» **TASK REQUIREMENTS**:
Check every line of the entries that follow, and copy the ones containing "PlayerId".

____ EXERCISE MATERIALS

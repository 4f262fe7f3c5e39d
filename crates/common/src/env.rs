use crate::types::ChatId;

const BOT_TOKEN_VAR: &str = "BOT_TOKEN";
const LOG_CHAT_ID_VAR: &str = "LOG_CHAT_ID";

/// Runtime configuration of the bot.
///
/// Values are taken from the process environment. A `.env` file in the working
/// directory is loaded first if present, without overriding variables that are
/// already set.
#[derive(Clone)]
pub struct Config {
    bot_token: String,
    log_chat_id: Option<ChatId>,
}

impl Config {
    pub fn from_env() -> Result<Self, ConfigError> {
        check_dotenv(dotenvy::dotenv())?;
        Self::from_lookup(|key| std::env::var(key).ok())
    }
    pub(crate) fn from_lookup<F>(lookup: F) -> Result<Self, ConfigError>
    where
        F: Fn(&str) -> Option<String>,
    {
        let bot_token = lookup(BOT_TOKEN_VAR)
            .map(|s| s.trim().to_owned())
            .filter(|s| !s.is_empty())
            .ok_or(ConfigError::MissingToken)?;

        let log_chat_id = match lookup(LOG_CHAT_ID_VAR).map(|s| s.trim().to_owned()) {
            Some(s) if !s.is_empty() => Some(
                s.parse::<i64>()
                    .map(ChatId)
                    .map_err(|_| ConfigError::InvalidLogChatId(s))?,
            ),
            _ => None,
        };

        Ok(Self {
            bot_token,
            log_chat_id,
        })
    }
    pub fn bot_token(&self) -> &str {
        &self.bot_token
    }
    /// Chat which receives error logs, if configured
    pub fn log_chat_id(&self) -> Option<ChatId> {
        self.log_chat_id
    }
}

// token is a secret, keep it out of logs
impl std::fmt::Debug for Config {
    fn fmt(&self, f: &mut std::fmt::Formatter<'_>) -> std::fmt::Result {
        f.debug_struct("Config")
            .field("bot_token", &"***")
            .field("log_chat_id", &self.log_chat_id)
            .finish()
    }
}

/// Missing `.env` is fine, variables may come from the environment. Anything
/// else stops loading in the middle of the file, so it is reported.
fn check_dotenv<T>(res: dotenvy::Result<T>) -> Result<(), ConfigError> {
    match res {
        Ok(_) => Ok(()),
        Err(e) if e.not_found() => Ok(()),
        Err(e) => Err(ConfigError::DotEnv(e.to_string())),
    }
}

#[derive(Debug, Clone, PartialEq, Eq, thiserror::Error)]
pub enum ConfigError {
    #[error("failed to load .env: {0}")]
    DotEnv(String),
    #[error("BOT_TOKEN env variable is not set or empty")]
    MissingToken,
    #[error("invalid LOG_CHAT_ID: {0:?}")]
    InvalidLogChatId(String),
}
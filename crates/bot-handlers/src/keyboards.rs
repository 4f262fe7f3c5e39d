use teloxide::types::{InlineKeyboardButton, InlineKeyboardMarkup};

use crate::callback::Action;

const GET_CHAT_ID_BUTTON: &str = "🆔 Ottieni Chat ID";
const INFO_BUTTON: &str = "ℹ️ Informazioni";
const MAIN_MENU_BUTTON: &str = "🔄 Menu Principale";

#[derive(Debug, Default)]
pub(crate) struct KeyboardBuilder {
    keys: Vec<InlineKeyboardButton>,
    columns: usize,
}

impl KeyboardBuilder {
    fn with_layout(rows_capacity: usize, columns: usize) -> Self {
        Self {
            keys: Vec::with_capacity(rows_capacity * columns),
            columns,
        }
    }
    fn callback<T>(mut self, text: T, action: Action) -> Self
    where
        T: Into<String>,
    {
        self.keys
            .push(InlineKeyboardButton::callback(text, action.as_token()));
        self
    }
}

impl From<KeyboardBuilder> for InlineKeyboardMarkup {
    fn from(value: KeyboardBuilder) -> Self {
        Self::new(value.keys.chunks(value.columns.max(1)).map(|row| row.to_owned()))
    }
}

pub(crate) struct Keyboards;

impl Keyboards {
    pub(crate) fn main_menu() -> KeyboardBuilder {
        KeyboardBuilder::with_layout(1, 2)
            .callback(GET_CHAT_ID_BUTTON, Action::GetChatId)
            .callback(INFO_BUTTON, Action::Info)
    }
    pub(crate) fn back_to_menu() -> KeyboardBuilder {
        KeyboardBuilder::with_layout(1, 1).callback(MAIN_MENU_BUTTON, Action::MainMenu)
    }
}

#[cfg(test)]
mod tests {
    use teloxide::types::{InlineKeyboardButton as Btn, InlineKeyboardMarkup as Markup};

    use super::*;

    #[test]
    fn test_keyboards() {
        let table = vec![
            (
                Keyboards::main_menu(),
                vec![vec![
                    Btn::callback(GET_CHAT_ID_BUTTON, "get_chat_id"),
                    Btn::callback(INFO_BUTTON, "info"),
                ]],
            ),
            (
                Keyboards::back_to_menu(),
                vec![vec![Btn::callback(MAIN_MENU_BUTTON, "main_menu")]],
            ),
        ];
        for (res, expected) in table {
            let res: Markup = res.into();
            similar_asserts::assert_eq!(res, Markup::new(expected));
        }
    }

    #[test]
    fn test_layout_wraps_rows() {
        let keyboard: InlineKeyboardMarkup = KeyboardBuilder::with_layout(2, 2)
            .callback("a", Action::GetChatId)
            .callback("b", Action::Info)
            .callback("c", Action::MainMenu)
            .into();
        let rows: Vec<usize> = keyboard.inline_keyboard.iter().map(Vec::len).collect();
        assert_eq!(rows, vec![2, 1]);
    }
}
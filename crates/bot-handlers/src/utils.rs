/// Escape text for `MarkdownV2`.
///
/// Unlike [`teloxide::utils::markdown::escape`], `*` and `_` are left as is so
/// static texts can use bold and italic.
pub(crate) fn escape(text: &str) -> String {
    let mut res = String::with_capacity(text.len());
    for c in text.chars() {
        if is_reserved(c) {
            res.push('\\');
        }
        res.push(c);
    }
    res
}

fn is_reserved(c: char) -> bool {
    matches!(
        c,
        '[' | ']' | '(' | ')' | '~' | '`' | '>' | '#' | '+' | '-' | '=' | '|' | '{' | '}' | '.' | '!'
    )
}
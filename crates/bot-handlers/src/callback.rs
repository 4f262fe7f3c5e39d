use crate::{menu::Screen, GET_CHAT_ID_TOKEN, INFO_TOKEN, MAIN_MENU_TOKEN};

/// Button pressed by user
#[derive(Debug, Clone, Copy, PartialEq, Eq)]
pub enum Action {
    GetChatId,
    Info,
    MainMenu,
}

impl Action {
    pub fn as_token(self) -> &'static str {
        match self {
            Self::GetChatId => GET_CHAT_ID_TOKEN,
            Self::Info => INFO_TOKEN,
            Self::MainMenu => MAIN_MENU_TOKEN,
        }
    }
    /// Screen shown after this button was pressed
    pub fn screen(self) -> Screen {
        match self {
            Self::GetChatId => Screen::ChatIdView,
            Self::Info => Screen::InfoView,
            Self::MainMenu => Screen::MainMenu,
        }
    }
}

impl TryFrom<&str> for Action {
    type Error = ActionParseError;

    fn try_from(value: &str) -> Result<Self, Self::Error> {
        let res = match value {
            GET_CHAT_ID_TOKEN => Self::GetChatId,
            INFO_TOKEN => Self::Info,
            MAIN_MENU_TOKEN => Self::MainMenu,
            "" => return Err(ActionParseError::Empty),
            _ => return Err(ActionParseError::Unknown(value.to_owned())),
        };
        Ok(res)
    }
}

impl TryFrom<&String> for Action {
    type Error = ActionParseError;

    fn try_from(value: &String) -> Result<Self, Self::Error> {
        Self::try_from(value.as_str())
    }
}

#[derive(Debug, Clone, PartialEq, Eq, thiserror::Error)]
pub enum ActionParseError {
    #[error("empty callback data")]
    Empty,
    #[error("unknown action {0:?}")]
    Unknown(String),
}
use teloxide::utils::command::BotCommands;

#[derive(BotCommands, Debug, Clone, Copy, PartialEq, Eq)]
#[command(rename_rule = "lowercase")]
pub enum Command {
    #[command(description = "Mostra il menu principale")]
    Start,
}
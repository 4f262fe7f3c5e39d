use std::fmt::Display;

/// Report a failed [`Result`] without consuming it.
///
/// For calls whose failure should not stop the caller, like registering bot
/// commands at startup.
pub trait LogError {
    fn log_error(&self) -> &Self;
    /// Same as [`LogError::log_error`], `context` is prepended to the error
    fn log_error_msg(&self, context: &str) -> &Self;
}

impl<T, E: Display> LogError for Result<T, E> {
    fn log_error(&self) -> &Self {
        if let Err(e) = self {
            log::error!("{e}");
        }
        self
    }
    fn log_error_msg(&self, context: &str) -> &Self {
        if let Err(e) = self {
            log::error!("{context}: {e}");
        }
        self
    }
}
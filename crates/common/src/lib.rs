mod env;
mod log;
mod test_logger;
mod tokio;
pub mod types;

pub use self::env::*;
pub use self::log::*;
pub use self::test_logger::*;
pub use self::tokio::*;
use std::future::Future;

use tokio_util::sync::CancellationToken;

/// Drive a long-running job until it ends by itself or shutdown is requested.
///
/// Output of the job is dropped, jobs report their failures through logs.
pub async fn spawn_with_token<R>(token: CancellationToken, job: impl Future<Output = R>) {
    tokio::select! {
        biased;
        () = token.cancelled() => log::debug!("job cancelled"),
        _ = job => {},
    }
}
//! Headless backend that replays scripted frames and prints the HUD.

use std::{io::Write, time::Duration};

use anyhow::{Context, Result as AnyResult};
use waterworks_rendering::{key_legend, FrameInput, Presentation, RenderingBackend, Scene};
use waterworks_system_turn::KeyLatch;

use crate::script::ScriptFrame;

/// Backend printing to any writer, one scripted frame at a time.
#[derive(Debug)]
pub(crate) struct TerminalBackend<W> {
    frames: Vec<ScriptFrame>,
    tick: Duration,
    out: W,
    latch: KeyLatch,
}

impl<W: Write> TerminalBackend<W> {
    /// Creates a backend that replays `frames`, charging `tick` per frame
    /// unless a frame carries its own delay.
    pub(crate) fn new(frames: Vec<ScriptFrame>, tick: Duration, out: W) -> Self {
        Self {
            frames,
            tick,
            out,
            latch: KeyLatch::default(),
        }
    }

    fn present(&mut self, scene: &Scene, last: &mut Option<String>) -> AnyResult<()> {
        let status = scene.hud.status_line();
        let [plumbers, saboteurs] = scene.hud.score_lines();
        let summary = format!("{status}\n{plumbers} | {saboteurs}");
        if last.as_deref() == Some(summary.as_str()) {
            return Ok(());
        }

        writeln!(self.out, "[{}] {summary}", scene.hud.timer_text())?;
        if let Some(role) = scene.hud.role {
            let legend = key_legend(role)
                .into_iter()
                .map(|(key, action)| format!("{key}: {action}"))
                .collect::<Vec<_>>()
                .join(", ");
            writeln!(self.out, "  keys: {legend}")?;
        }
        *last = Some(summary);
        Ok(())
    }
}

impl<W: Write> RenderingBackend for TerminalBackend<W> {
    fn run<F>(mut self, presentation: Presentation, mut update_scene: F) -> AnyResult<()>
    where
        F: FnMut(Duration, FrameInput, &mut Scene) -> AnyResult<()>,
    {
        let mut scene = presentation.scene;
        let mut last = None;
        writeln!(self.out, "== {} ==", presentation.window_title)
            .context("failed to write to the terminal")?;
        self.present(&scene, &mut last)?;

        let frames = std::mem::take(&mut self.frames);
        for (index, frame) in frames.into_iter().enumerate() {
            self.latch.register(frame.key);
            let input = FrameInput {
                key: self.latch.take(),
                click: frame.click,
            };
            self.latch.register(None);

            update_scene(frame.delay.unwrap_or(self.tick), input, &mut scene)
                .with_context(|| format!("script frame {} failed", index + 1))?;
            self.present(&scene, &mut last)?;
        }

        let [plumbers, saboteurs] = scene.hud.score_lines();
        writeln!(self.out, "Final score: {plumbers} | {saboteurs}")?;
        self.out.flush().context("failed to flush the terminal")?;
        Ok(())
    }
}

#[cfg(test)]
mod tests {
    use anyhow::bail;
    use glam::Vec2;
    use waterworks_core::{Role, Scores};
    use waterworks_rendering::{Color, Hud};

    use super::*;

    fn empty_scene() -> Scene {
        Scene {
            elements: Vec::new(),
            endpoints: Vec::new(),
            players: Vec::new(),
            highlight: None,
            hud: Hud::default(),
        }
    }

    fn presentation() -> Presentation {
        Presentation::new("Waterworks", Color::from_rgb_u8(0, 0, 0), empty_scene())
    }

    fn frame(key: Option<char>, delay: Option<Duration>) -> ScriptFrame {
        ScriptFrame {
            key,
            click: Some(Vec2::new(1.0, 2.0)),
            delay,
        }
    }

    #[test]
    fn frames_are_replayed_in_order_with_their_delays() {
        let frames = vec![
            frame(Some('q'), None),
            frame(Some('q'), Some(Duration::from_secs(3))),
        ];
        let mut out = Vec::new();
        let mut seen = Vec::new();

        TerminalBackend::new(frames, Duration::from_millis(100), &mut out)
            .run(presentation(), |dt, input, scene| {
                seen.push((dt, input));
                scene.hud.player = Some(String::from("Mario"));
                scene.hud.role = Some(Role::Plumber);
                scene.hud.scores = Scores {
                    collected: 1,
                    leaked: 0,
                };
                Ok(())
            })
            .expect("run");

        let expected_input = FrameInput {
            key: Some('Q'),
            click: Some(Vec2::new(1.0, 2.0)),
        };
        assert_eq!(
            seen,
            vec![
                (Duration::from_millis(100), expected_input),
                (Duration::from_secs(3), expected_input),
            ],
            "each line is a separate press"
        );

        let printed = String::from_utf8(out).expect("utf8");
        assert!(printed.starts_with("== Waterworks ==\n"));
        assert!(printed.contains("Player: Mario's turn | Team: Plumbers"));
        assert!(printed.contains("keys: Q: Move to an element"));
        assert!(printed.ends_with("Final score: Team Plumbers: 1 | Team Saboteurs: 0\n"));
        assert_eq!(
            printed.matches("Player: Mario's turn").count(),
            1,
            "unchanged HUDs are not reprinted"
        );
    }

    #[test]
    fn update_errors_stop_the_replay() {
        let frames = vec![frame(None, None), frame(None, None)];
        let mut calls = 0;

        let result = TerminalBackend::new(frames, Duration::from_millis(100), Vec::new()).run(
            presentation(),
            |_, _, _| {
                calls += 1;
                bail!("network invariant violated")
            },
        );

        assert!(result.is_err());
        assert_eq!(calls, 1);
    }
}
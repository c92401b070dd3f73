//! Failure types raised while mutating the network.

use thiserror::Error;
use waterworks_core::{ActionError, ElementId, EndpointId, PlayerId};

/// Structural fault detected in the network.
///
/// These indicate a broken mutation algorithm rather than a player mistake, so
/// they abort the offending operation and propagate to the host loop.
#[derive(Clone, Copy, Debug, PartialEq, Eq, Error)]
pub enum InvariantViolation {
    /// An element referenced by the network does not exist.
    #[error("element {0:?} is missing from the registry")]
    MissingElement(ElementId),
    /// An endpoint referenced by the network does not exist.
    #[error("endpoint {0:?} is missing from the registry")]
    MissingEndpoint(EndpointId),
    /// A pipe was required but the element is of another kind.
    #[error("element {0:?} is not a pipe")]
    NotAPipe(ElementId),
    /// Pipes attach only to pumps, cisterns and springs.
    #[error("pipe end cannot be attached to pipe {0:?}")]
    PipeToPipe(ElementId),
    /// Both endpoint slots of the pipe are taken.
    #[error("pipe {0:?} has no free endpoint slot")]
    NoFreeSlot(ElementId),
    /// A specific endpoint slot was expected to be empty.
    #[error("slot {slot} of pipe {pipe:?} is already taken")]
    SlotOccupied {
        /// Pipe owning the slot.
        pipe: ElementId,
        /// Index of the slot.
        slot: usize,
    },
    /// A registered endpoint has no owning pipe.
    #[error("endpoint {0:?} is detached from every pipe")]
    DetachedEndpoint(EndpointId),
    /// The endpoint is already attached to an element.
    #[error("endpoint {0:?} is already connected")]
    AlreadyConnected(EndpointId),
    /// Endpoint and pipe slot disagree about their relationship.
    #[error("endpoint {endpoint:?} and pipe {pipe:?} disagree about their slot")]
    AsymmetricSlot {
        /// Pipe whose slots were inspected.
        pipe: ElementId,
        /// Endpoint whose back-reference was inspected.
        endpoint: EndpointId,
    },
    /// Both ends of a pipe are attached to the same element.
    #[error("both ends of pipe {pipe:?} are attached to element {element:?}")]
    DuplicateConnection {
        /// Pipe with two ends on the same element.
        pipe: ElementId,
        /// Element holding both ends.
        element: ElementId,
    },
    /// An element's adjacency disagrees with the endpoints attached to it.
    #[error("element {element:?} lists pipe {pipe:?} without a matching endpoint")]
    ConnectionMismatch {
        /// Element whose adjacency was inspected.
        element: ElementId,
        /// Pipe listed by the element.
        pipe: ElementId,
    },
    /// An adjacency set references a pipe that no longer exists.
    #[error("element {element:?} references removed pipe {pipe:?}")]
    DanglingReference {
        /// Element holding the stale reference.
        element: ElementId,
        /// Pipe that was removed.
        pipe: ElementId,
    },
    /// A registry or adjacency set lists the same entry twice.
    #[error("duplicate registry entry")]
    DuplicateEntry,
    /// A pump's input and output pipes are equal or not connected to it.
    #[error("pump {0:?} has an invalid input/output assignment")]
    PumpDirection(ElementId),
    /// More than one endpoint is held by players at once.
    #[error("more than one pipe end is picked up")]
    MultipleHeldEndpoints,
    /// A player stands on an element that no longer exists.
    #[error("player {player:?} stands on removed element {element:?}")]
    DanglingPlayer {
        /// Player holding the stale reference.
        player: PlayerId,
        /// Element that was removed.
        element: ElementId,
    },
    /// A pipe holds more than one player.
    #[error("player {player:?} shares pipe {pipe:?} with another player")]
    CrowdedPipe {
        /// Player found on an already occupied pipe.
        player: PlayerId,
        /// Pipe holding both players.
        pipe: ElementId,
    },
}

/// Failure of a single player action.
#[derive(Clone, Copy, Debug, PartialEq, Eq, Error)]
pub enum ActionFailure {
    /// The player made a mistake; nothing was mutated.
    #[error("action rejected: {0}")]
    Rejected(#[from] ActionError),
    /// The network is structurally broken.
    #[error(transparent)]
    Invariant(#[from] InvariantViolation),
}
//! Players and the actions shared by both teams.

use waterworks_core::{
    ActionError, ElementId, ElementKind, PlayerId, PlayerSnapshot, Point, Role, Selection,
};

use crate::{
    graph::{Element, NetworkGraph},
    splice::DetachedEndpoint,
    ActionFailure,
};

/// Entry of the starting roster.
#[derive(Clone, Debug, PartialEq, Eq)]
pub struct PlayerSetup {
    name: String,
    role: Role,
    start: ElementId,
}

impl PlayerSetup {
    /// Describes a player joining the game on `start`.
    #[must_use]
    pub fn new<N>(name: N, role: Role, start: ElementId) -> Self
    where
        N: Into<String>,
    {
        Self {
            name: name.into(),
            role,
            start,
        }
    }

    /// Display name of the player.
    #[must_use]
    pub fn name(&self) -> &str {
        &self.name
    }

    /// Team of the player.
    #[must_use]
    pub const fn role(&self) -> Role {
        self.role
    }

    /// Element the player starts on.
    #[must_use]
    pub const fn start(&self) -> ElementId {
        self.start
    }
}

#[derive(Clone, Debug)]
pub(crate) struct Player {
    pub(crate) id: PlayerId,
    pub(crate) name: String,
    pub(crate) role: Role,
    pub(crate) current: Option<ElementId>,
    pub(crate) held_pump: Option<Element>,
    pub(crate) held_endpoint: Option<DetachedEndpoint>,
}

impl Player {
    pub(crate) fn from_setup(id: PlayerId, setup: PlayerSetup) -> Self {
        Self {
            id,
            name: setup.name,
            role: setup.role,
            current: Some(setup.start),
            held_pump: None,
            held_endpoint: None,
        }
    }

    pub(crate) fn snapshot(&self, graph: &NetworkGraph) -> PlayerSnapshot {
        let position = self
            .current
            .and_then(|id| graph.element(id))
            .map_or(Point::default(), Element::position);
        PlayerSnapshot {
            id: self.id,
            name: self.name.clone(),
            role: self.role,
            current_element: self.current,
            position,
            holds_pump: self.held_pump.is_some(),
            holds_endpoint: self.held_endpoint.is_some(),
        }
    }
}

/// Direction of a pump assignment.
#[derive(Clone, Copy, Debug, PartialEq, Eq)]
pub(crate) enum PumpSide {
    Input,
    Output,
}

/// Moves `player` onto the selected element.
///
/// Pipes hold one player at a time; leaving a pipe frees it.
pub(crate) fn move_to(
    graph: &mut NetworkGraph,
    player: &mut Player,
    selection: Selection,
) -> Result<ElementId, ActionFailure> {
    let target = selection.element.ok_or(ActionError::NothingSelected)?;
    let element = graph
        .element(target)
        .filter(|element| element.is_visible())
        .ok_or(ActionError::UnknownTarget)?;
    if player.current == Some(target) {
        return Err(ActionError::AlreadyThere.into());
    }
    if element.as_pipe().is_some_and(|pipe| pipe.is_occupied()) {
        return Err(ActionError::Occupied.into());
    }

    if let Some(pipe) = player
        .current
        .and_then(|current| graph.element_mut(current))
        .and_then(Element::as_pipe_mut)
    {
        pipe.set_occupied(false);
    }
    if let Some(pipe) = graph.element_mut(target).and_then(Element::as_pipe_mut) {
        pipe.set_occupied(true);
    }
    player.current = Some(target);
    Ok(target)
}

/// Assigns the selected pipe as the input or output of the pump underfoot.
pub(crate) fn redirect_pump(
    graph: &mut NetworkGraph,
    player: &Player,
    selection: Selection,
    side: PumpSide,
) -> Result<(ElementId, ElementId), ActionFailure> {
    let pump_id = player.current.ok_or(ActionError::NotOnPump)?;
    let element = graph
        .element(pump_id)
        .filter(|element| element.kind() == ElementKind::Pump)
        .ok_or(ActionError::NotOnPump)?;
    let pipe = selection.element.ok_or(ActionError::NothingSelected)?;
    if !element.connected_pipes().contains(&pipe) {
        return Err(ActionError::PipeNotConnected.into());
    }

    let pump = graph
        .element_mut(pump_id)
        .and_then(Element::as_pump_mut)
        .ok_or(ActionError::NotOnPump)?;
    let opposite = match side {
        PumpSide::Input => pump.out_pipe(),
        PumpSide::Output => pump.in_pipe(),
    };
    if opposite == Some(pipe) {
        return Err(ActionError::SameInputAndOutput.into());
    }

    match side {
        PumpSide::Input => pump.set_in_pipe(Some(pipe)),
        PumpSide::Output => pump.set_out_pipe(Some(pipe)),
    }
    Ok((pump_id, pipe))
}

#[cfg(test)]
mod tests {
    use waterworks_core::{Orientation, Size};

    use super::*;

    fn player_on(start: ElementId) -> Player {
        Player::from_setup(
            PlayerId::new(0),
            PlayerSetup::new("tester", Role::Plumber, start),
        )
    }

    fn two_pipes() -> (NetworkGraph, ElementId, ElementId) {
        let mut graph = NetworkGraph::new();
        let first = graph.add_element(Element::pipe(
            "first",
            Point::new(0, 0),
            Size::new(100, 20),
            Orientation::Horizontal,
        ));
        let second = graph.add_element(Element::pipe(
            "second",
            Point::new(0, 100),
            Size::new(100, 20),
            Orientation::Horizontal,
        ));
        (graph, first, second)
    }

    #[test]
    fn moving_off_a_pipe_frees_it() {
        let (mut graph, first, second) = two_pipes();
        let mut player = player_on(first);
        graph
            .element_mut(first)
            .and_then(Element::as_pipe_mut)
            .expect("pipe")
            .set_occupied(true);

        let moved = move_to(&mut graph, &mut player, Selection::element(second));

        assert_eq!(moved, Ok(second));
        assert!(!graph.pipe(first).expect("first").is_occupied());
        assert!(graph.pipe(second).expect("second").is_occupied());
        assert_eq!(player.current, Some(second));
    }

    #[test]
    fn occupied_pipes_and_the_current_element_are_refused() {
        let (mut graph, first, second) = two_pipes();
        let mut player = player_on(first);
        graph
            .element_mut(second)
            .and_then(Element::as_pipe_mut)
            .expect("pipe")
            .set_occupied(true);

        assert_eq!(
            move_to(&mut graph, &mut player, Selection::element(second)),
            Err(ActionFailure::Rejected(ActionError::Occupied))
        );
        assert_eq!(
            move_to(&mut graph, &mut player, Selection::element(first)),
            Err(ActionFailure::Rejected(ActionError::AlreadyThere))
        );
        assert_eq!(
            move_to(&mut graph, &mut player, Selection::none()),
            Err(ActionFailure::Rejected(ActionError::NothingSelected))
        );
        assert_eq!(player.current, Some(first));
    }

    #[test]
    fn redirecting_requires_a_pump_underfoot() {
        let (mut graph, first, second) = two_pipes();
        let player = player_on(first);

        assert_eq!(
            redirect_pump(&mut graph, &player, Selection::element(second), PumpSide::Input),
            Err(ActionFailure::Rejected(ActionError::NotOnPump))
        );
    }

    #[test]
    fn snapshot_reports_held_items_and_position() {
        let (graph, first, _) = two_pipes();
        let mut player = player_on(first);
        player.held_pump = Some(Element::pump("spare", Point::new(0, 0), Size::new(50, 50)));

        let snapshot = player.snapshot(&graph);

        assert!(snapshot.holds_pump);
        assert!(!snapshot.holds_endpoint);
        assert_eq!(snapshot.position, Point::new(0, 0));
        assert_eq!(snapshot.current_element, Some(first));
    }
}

________

» **ANSWER SPACE**:
use waterworks_core::{ActionError, ElementId, EndpointId, PlayerId};
        player: PlayerId,
        player: PlayerId,
    ActionError, ElementId, ElementKind, PlayerId, PlayerSnapshot, Point, Role, Selection,
    pub(crate) id: PlayerId,
    pub(crate) fn from_setup(id: PlayerId, setup: PlayerSetup) -> Self {
            PlayerId::new(0),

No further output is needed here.